Il nous reste un mot à dire sur les couleurs symboliques que l’Église revêt dans cette saison. La blanche est celle qu’elle a adoptée durant les vingt premiers jours qui s’étendent jusqu’à l’Octave même de l’Épiphanie. Elle n’y déroge que pour honorer la pourpre des martyrs Étienne et Thomas de Cantorbéry, et aussi pour s’unir au deuil de Rachel qui pleure ses enfants, dans lafête des saints Innocents; hors de ces trois occasions, la blancheur des vêtements sacrés exprime l’allégresse à laquelle les Anges ont convié les hommes, l’éclat du divin Soleil naissant, la pureté de la Vierge-Mère, la candeur des âmes fidèles qui se pressent autour du berceau de l’Enfant divin.
Dans les vingt derniers jours, la multitude des fêtes des Saints exige que la parure de l’Église se montre en harmonie, tantôt avec les roses des Martyrs, tantôt avec les immortelles qui forment la couronne des Pontifes et des Confesseurs, tantôt avec les lis qui décorent les Vierges.
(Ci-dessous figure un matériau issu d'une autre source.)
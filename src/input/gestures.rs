use crate::{
    core::{config::GestureOptions, geo::Point, transform::Transformation},
    input::events::{EventHandled, InputEvent, PointerInput, WheelInput},
};

/// Narrow capability through which the controller reads and replaces the
/// view transformation. The controller never touches the view otherwise.
pub trait TransformationProvider {
    fn get(&self) -> Transformation;
    fn set(&mut self, transformation: Transformation);
}

/// A pointer taking part in a gesture
#[derive(Debug, Clone, Copy, PartialEq)]
pub struct TrackedPointer {
    pub id: u64,
    /// Position when the current session started
    pub init: Point,
    /// Most recent position
    pub last: Point,
}

impl TrackedPointer {
    fn new(input: &PointerInput) -> Self {
        Self {
            id: input.id,
            init: input.position,
            last: input.position,
        }
    }

    /// Starts a new session from the current position so the movement so far
    /// is not applied twice.
    fn rebased(self) -> Self {
        Self {
            init: self.last,
            ..self
        }
    }
}

/// State of a gesture in progress
///
/// `snapshot` is the view transformation when the tracked pointer set last
/// changed; every move recomputes the transformation from it.
#[derive(Debug, Clone, PartialEq, Default)]
pub enum GestureState {
    #[default]
    Idle,
    /// Single pointer pan
    OneFinger {
        pointer: TrackedPointer,
        snapshot: Transformation,
    },
    /// Two pointer pan, zoom and rotate
    TwoFinger {
        primary: TrackedPointer,
        secondary: TrackedPointer,
        snapshot: Transformation,
    },
}

impl GestureState {
    pub fn pointer_count(&self) -> usize {
        match self {
            GestureState::Idle => 0,
            GestureState::OneFinger { .. } => 1,
            GestureState::TwoFinger { .. } => 2,
        }
    }

    pub fn tracks(&self, id: u64) -> bool {
        match self {
            GestureState::Idle => false,
            GestureState::OneFinger { pointer, .. } => pointer.id == id,
            GestureState::TwoFinger {
                primary, secondary, ..
            } => primary.id == id || secondary.id == id,
        }
    }

    /// Adds a pointer. A third pointer, or a repeated id, leaves the state as is.
    fn pointer_down(self, input: &PointerInput, current: Transformation) -> Self {
        match self {
            GestureState::Idle => GestureState::OneFinger {
                pointer: TrackedPointer::new(input),
                snapshot: current,
            },
            GestureState::OneFinger { pointer, .. } if pointer.id != input.id => {
                GestureState::TwoFinger {
                    primary: pointer.rebased(),
                    secondary: TrackedPointer::new(input),
                    snapshot: current,
                }
            }
            unchanged => unchanged,
        }
    }

    /// Records a move; returns false when the pointer isn't tracked.
    fn pointer_move(&mut self, input: &PointerInput) -> bool {
        let pointer = match self {
            GestureState::Idle => None,
            GestureState::OneFinger { pointer, .. } => Some(pointer),
            GestureState::TwoFinger {
                primary, secondary, ..
            } => {
                if primary.id == input.id {
                    Some(primary)
                } else {
                    Some(secondary)
                }
            }
        };
        match pointer {
            Some(pointer) if pointer.id == input.id => {
                pointer.last = input.position;
                true
            }
            _ => false,
        }
    }

    /// Removes a pointer, re-snapshotting when one pointer remains.
    fn pointer_end(self, id: u64, current: Transformation) -> Self {
        match self {
            GestureState::OneFinger { pointer, .. } if pointer.id == id => GestureState::Idle,
            GestureState::TwoFinger {
                primary, secondary, ..
            } if primary.id == id => GestureState::OneFinger {
                pointer: secondary.rebased(),
                snapshot: current,
            },
            GestureState::TwoFinger {
                primary, secondary, ..
            } if secondary.id == id => GestureState::OneFinger {
                pointer: primary.rebased(),
                snapshot: current,
            },
            unchanged => unchanged,
        }
    }

    /// The view transformation implied by the pointers' movement since the
    /// snapshot. `client_offset` converts client positions to host-local ones.
    fn transformation(&self, client_offset: Point) -> Option<Transformation> {
        match self {
            GestureState::Idle => None,
            GestureState::OneFinger { pointer, snapshot } => Some(Transformation::compose([
                Transformation::translate(pointer.last.subtract(&pointer.init)),
                *snapshot,
            ])),
            GestureState::TwoFinger {
                primary,
                secondary,
                snapshot,
            } => {
                let init_diff = primary.init.subtract(&secondary.init);
                let current_diff = primary.last.subtract(&secondary.last);
                let current_midpoint = primary.last.midpoint(&secondary.last);
                let translation =
                    current_midpoint.subtract(&primary.init.midpoint(&secondary.init));
                let centre = current_midpoint.subtract(&client_offset);

                // Coincident pointers carry no scale or angle information
                let (scale, angle) = if init_diff.length() == 0.0 {
                    (1.0, 0.0)
                } else {
                    (
                        current_diff.length() / init_diff.length(),
                        current_diff.angle() - init_diff.angle(),
                    )
                };
                if scale == 0.0 {
                    return None;
                }

                Some(Transformation::compose([
                    Transformation::translate(centre),
                    Transformation::scale_rotate(scale, angle),
                    Transformation::translate(translation.subtract(&centre)),
                    *snapshot,
                ]))
            }
        }
    }
}

/// Converts pointer and wheel input into view transformation updates
///
/// Updates are immediate: every wheel event and every tracked pointer move
/// results in exactly one [`TransformationProvider::set`], except a pinch
/// whose pointers have collapsed onto one point. That zero-scale update is
/// skipped and the view keeps its last transformation.
#[derive(Debug, Clone)]
pub struct GestureController {
    pub enabled: bool,
    options: GestureOptions,
    state: GestureState,
    /// Client position of the host element's top-left corner
    client_offset: Point,
}

impl GestureController {
    pub fn new() -> Self {
        Self::with_options(GestureOptions::default())
    }

    pub fn with_options(options: GestureOptions) -> Self {
        Self {
            enabled: true,
            options,
            state: GestureState::Idle,
            client_offset: Point::ZERO,
        }
    }

    /// Processes one input event. Returns `Handled` when the event belonged
    /// to the controller; for wheel events this always means the default
    /// scroll action must be suppressed.
    pub fn handle_event<P>(&mut self, event: &InputEvent, provider: &mut P) -> EventHandled
    where
        P: TransformationProvider + ?Sized,
    {
        if !self.enabled {
            return EventHandled::NotHandled;
        }

        let handled = match event {
            InputEvent::PointerDown(input) => self.pointer_down(input, provider),
            InputEvent::PointerMove(input) => self.pointer_move(input, provider),
            InputEvent::PointerUp(input) | InputEvent::PointerCancel(input) => {
                self.pointer_end(input, provider)
            }
            InputEvent::Wheel(input) => {
                self.wheel(input, provider);
                true
            }
        };

        if handled {
            EventHandled::Handled
        } else {
            EventHandled::NotHandled
        }
    }

    fn pointer_down<P>(&mut self, input: &PointerInput, provider: &mut P) -> bool
    where
        P: TransformationProvider + ?Sized,
    {
        let before = self.state.pointer_count();
        let state = std::mem::take(&mut self.state);
        self.state = state.pointer_down(input, provider.get());
        log::trace!(
            "pointer {} down: {} -> {} tracked pointers",
            input.id,
            before,
            self.state.pointer_count()
        );
        self.state.pointer_count() != before
    }

    fn pointer_move<P>(&mut self, input: &PointerInput, provider: &mut P) -> bool
    where
        P: TransformationProvider + ?Sized,
    {
        if !self.state.pointer_move(input) {
            return false;
        }
        if let Some(transformation) = self.state.transformation(self.client_offset) {
            provider.set(transformation);
        }
        true
    }

    fn pointer_end<P>(&mut self, input: &PointerInput, provider: &mut P) -> bool
    where
        P: TransformationProvider + ?Sized,
    {
        if !self.state.tracks(input.id) {
            return false;
        }
        let state = std::mem::take(&mut self.state);
        self.state = state.pointer_end(input.id, provider.get());
        log::trace!(
            "pointer {} ended, {} tracked pointers remain",
            input.id,
            self.state.pointer_count()
        );
        true
    }

    fn wheel<P>(&self, input: &WheelInput, provider: &mut P)
    where
        P: TransformationProvider + ?Sized,
    {
        let centre = self.to_local(input.position);
        let modifiers = input.modifiers;

        let change = if !self.options.scroll_mode || (modifiers.command() && !modifiers.shift) {
            about(
                centre,
                Transformation::scale(self.options.wheel_zoom_base.powf(-input.delta_y)),
            )
        } else if modifiers.command() && modifiers.shift {
            about(
                centre,
                Transformation::rotate(input.delta_y * self.options.wheel_rotate_rate),
            )
        } else if modifiers.shift {
            Transformation::translate(Point::new(-input.delta_y, 0.0))
        } else {
            Transformation::translate(Point::new(-input.delta_x, -input.delta_y))
        };

        provider.set(Transformation::compose([change, provider.get()]));
    }

    /// Converts a client coordinate to one relative to the host element
    fn to_local(&self, point: Point) -> Point {
        point.subtract(&self.client_offset)
    }

    /// Sets where the host element's top-left corner is in client coordinates
    pub fn set_client_offset(&mut self, offset: Point) {
        self.client_offset = offset;
    }

    pub fn client_offset(&self) -> Point {
        self.client_offset
    }

    pub fn set_options(&mut self, options: GestureOptions) {
        self.options = options;
    }

    pub fn options(&self) -> &GestureOptions {
        &self.options
    }

    pub fn state(&self) -> &GestureState {
        &self.state
    }

    pub fn is_active(&self) -> bool {
        self.state != GestureState::Idle
    }

    /// Drops every tracked pointer without touching the view
    pub fn reset(&mut self) {
        self.state = GestureState::Idle;
    }
}

impl Default for GestureController {
    fn default() -> Self {
        Self::new()
    }
}

/// `change` applied about `centre` instead of the origin
fn about(centre: Point, change: Transformation) -> Transformation {
    Transformation::compose([
        Transformation::translate(centre),
        change,
        Transformation::translate(centre.multiply(-1.0)),
    ])
}
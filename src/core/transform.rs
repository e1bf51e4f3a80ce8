//! Affine view transformations
//!
//! A [`Transformation`] maps world (tile) coordinates to viewport pixels:
//! `[x', y'] = [a b; c d] · [x, y] + [tx, ty]`. Views are only ever built by
//! composing translations, rotations and non-zero uniform scales, so every
//! transformation in circulation is invertible and free of shear.

use crate::core::geo::Point;
use serde::{Deserialize, Serialize};
use std::ops::Mul;

#[derive(Debug, Clone, Copy, PartialEq, Serialize, Deserialize)]
pub struct Transformation {
    pub a: f64,
    pub b: f64,
    pub c: f64,
    pub d: f64,
    pub tx: f64,
    pub ty: f64,
}

impl Transformation {
    pub const IDENTITY: Transformation = Transformation {
        a: 1.0,
        b: 0.0,
        c: 0.0,
        d: 1.0,
        tx: 0.0,
        ty: 0.0,
    };

    pub fn new(a: f64, b: f64, c: f64, d: f64, tx: f64, ty: f64) -> Self {
        Self { a, b, c, d, tx, ty }
    }

    pub fn translate(offset: Point) -> Self {
        Self::new(1.0, 0.0, 0.0, 1.0, offset.x, offset.y)
    }

    pub fn scale(factor: f64) -> Self {
        Self::scale_rotate(factor, 0.0)
    }

    pub fn rotate(angle: f64) -> Self {
        Self::scale_rotate(1.0, angle)
    }

    /// Uniform scale combined with a rotation by `angle` radians.
    ///
    /// Positive angles turn +x towards +y, which is clockwise on screen.
    pub fn scale_rotate(scale: f64, angle: f64) -> Self {
        let (sin, cos) = if angle == 0.0 {
            (0.0, 1.0)
        } else {
            angle.sin_cos()
        };
        Self::new(scale * cos, -scale * sin, scale * sin, scale * cos, 0.0, 0.0)
    }

    /// Right-to-left product: the last transformation is applied first.
    pub fn compose<I>(transformations: I) -> Self
    where
        I: IntoIterator<Item = Transformation>,
        I::IntoIter: DoubleEndedIterator,
    {
        transformations
            .into_iter()
            .rev()
            .fold(Self::IDENTITY, |inner, outer| outer * inner)
    }

    /// Closed-form inverse. The determinant must be non-zero.
    pub fn inverse(&self) -> Self {
        let det = self.determinant();
        Self {
            a: self.d / det,
            b: -self.b / det,
            c: -self.c / det,
            d: self.a / det,
            tx: (-self.d * self.tx + self.b * self.ty) / det,
            ty: (self.c * self.tx - self.a * self.ty) / det,
        }
    }

    pub fn apply(&self, point: Point) -> Point {
        Point::new(
            self.a * point.x + self.b * point.y + self.tx,
            self.c * point.x + self.d * point.y + self.ty,
        )
    }

    pub fn determinant(&self) -> f64 {
        self.a * self.d - self.b * self.c
    }

    /// Uniform scale recovered as `√determinant`
    pub fn scale_factor(&self) -> f64 {
        self.determinant().sqrt()
    }

    /// Rotation angle in the convention of [`Transformation::scale_rotate`]
    pub fn rotation(&self) -> f64 {
        self.c.atan2(self.a)
    }

    /// Components in canvas/CSS order `[a, b, c, d, e, f]` for the matrix
    /// `[a c e; b d f]`, i.e. with the off-diagonal slots swapped.
    pub fn to_device_matrix(&self) -> [f64; 6] {
        [self.a, self.c, self.b, self.d, self.tx, self.ty]
    }

    /// Component-wise comparison within `epsilon`
    pub fn approx_eq(&self, other: &Transformation, epsilon: f64) -> bool {
        [
            self.a - other.a,
            self.b - other.b,
            self.c - other.c,
            self.d - other.d,
            self.tx - other.tx,
            self.ty - other.ty,
        ]
        .iter()
        .all(|delta| delta.abs() <= epsilon)
    }
}

impl Default for Transformation {
    fn default() -> Self {
        Self::IDENTITY
    }
}

impl Mul for Transformation {
    type Output = Transformation;

    /// `self * rhs` applies `rhs` first, then `self`.
    fn mul(self, m: Transformation) -> Transformation {
        Transformation {
            a: self.a * m.a + self.b * m.c,
            b: self.a * m.b + self.b * m.d,
            c: self.c * m.a + self.d * m.c,
            d: self.c * m.b + self.d * m.d,
            tx: self.a * m.tx + self.b * m.ty + self.tx,
            ty: self.c * m.tx + self.d * m.ty + self.ty,
        }
    }
}
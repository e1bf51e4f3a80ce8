use crate::core::geo::Point;
use serde::{Deserialize, Serialize};

/// Raw input delivered by the host element, in client coordinates
#[derive(Debug, Clone, Copy, PartialEq, Serialize, Deserialize)]
pub enum InputEvent {
    /// A pointer (mouse button, pen or finger) went down
    PointerDown(PointerInput),
    /// A pointer moved
    PointerMove(PointerInput),
    /// A pointer was released
    PointerUp(PointerInput),
    /// The platform aborted the pointer, e.g. the touch was taken by the OS
    PointerCancel(PointerInput),
    /// Scroll wheel or trackpad scroll
    Wheel(WheelInput),
}

/// Pointer id and position carried by every pointer event
#[derive(Debug, Clone, Copy, PartialEq, Serialize, Deserialize)]
pub struct PointerInput {
    pub id: u64,
    pub position: Point,
}

impl PointerInput {
    pub fn new(id: u64, x: f64, y: f64) -> Self {
        Self {
            id,
            position: Point::new(x, y),
        }
    }
}

/// Scroll deltas, cursor position and the modifiers held while scrolling
#[derive(Debug, Clone, Copy, PartialEq, Serialize, Deserialize)]
pub struct WheelInput {
    pub position: Point,
    pub delta_x: f64,
    pub delta_y: f64,
    pub modifiers: KeyModifiers,
}

impl WheelInput {
    pub fn new(position: Point, delta_x: f64, delta_y: f64) -> Self {
        Self {
            position,
            delta_x,
            delta_y,
            modifiers: KeyModifiers::default(),
        }
    }

    pub fn with_modifiers(mut self, modifiers: KeyModifiers) -> Self {
        self.modifiers = modifiers;
        self
    }
}

/// Keyboard modifiers
#[derive(Debug, Clone, Copy, PartialEq, Eq, Serialize, Deserialize, Default)]
pub struct KeyModifiers {
    pub shift: bool,
    pub ctrl: bool,
    pub alt: bool,
    pub meta: bool,
}

impl KeyModifiers {
    /// Control on most platforms, command on macOS
    pub fn command(&self) -> bool {
        self.ctrl || self.meta
    }
}

/// Whether an event was handled
///
/// `Handled` tells the host to suppress the platform's default action.
#[derive(Debug, Clone, Copy, PartialEq)]
pub enum EventHandled {
    Handled,
    NotHandled,
}

impl InputEvent {
    /// Gets the position associated with this event
    pub fn position(&self) -> Point {
        match self {
            InputEvent::PointerDown(p)
            | InputEvent::PointerMove(p)
            | InputEvent::PointerUp(p)
            | InputEvent::PointerCancel(p) => p.position,
            InputEvent::Wheel(w) => w.position,
        }
    }

    /// Pointer id for pointer events
    pub fn pointer_id(&self) -> Option<u64> {
        match self {
            InputEvent::PointerDown(p)
            | InputEvent::PointerMove(p)
            | InputEvent::PointerUp(p)
            | InputEvent::PointerCancel(p) => Some(p.id),
            InputEvent::Wheel(_) => None,
        }
    }

    /// Checks if this event ends a pointer's interaction
    pub fn is_pointer_end(&self) -> bool {
        matches!(
            self,
            InputEvent::PointerUp(_) | InputEvent::PointerCancel(_)
        )
    }
}
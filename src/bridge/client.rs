//! Broker Bridge Client
//!
//! TCP client for the broker, speaking a line-delimited text protocol:
//!
//! - `SUB <topic> <group>` — sent once after connecting, names the topic to
//!   consume and the consumer group to join
//! - `PUB <topic> <payload>` — publish one payload to the topic
//! - `MSG <payload>` — a delivery from the broker to this subscriber
//!
//! Payloads are single-line JSON envelopes, so the framing never splits
//! them. A connection task owns the socket; publishes arrive over a command
//! channel and deliveries leave over the feed channel, so callers never
//! touch broker I/O directly. Lost connections are retried with exponential
//! backoff.

use std::collections::VecDeque;
use std::sync::Arc;

use async_trait::async_trait;
use bytes::Bytes;
use parking_lot::RwLock;
use tokio::io::{AsyncBufReadExt, AsyncWriteExt, BufReader};
use tokio::net::TcpStream;
use tokio::sync::mpsc;
use tokio::time::timeout;
use tracing::{debug, error, info, warn};

use crate::config::BrokerConfig;

use super::{BridgeError, BridgeStatus, MessagePublisher};

/// Capacity of the command channel feeding the connection task
const COMMAND_CHANNEL_CAPACITY: usize = 1024;

/// Commands handled by the connection task
#[derive(Debug)]
enum BridgeCommand {
    /// Publish an encoded envelope to the broker topic
    Publish(Bytes),
    /// Shut the bridge down gracefully
    Shutdown,
}

/// Build the subscription frame sent after connecting
pub(super) fn subscribe_frame(topic: &str, group: &str) -> String {
    format!("SUB {} {}\n", topic, group)
}

/// Build a publish frame. Payloads are UTF-8 JSON and contain no newlines.
pub(super) fn publish_frame(topic: &str, payload: &[u8]) -> String {
    format!("PUB {} {}\n", topic, String::from_utf8_lossy(payload))
}

/// Extract the payload from a delivery frame, if it is one
pub(super) fn parse_delivery(line: &str) -> Option<Bytes> {
    line.strip_prefix("MSG ")
        .map(|payload| Bytes::copy_from_slice(payload.as_bytes()))
}

/// Client half of the broker bridge.
///
/// Created with [`BridgeClient::spawn`], which starts the connection task.
/// The client itself is cheap to share and implements [`MessagePublisher`].
pub struct BridgeClient {
    status: Arc<RwLock<BridgeStatus>>,
    command_tx: mpsc::Sender<BridgeCommand>,
}

impl BridgeClient {
    /// Spawn the connection task. Deliveries from the broker are pushed into
    /// `feed_tx` as raw payload bytes.
    pub fn spawn(config: BrokerConfig, feed_tx: mpsc::Sender<Bytes>) -> Arc<Self> {
        let (command_tx, command_rx) = mpsc::channel(COMMAND_CHANNEL_CAPACITY);
        let status = Arc::new(RwLock::new(BridgeStatus::Disconnected));

        let client = Arc::new(Self {
            status: status.clone(),
            command_tx,
        });

        tokio::spawn(Self::connection_loop(config, status, command_rx, feed_tx));

        client
    }

    /// Current connection status
    pub fn status(&self) -> BridgeStatus {
        *self.status.read()
    }

    /// Request a graceful shutdown of the connection task
    pub async fn shutdown(&self) {
        let _ = self.command_tx.send(BridgeCommand::Shutdown).await;
    }

    /// Run the connection loop: connect, serve, back off on failure, retry
    async fn connection_loop(
        config: BrokerConfig,
        status: Arc<RwLock<BridgeStatus>>,
        mut command_rx: mpsc::Receiver<BridgeCommand>,
        feed_tx: mpsc::Sender<Bytes>,
    ) {
        let mut retry_interval = config.reconnect_interval;
        let max_retry = config.max_reconnect_interval;
        let mut pending = VecDeque::new();

        loop {
            *status.write() = BridgeStatus::Connecting;
            debug!(address = %config.address, "bridge connecting");

            match Self::connect_and_run(&config, &status, &mut command_rx, &feed_tx, &mut pending)
                .await
            {
                Ok(()) => {
                    info!("bridge disconnected gracefully");
                    *status.write() = BridgeStatus::Disconnected;
                    return;
                }
                Err(e) => {
                    error!(error = %e, "bridge connection failed");
                    *status.write() = BridgeStatus::Backoff;

                    debug!(retry_in = ?retry_interval, "bridge reconnecting after backoff");
                    tokio::time::sleep(retry_interval).await;
                    retry_interval = std::cmp::min(retry_interval * 2, max_retry);
                }
            }

            // Shutdown may have been requested while we were down. Publishes
            // queued during the outage are kept for the next connection.
            loop {
                match command_rx.try_recv() {
                    Ok(BridgeCommand::Publish(payload)) => pending.push_back(payload),
                    Ok(BridgeCommand::Shutdown) | Err(mpsc::error::TryRecvError::Disconnected) => {
                        info!("bridge shutdown requested");
                        *status.write() = BridgeStatus::Disconnected;
                        return;
                    }
                    Err(mpsc::error::TryRecvError::Empty) => break,
                }
            }
        }
    }

    /// Connect to the broker, subscribe, flush publishes held over from the
    /// previous connection, then serve commands and deliveries until either
    /// side fails or shutdown is requested.
    async fn connect_and_run(
        config: &BrokerConfig,
        status: &Arc<RwLock<BridgeStatus>>,
        command_rx: &mut mpsc::Receiver<BridgeCommand>,
        feed_tx: &mpsc::Sender<Bytes>,
        pending: &mut VecDeque<Bytes>,
    ) -> Result<(), BridgeError> {
        let stream = timeout(config.connect_timeout, TcpStream::connect(&config.address))
            .await
            .map_err(|_| BridgeError::Timeout)?
            .map_err(|e| BridgeError::ConnectionLost(e.to_string()))?;

        debug!(address = %config.address, "bridge TCP connected");

        let (read_half, mut write_half) = stream.into_split();
        let mut lines = BufReader::new(read_half).lines();

        // Join the consumer group for our topic before anything else
        write_half
            .write_all(subscribe_frame(&config.topic, &config.group).as_bytes())
            .await
            .map_err(|e| BridgeError::ConnectionLost(e.to_string()))?;

        info!(topic = %config.topic, group = %config.group, "bridge subscribed");
        *status.write() = BridgeStatus::Connected;

        // A payload stays queued until its write succeeds, so a failure here
        // retries it on the next connection rather than losing it.
        while let Some(payload) = pending.front() {
            write_half
                .write_all(publish_frame(&config.topic, payload).as_bytes())
                .await
                .map_err(|e| BridgeError::ConnectionLost(e.to_string()))?;
            pending.pop_front();
        }

        loop {
            tokio::select! {
                command = command_rx.recv() => {
                    match command {
                        Some(BridgeCommand::Publish(payload)) => {
                            write_half
                                .write_all(publish_frame(&config.topic, &payload).as_bytes())
                                .await
                                .map_err(|e| BridgeError::ConnectionLost(e.to_string()))?;
                        }
                        Some(BridgeCommand::Shutdown) | None => {
                            let _ = write_half.shutdown().await;
                            return Ok(());
                        }
                    }
                }
                line = lines.next_line() => {
                    match line {
                        Ok(Some(line)) => {
                            let Some(payload) = parse_delivery(&line) else {
                                warn!(frame = %line, "ignoring unknown broker frame");
                                continue;
                            };
                            // The feed consumer applies backpressure here;
                            // if it is gone the relay is shutting down.
                            if feed_tx.send(payload).await.is_err() {
                                return Ok(());
                            }
                        }
                        Ok(None) => {
                            return Err(BridgeError::ConnectionLost("broker closed the feed".to_string()));
                        }
                        Err(e) => {
                            return Err(BridgeError::ConnectionLost(e.to_string()));
                        }
                    }
                }
            }
        }
    }
}

#[async_trait]
impl MessagePublisher for BridgeClient {
    async fn publish(&self, payload: Bytes) -> Result<(), BridgeError> {
        self.command_tx
            .send(BridgeCommand::Publish(payload))
            .await
            .map_err(|_| BridgeError::Closed)
    }
}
Aux jours de dimanche, s’il ne se rencontre point quelque fête du rite double qui impose la couleur rouge ou blanche, et si la Septuagésime n’a pas encore ouvert la sombre série des semaines qui précèdent les douleurs du Christ, les vêtements de l’Église sont de la couleur verte. Le choix de cette couleur montre, suivant les liturgistes, que dans la Naissance du Sauveur, qui est la fleur des champs est née aussi l’espérance de notre salut, et qu’après l’hiver de la gentilité et du judaïsme, le verdoyant printemps de la grâce a commencé son cours.
Nous bornerons ici cette explication mystique des usages généraux du Temps de Noël. Il nous reste sans doute encore de nombreux symboles à dévoiler; mais les mystères auxquels ils se rattachent, étant propres à certains jours en particulier, plutôt qu’à l’ensemble même de cette portion de l’Année liturgique, nous les traiterons en détail, jour par jour, et sans en omettre aucun.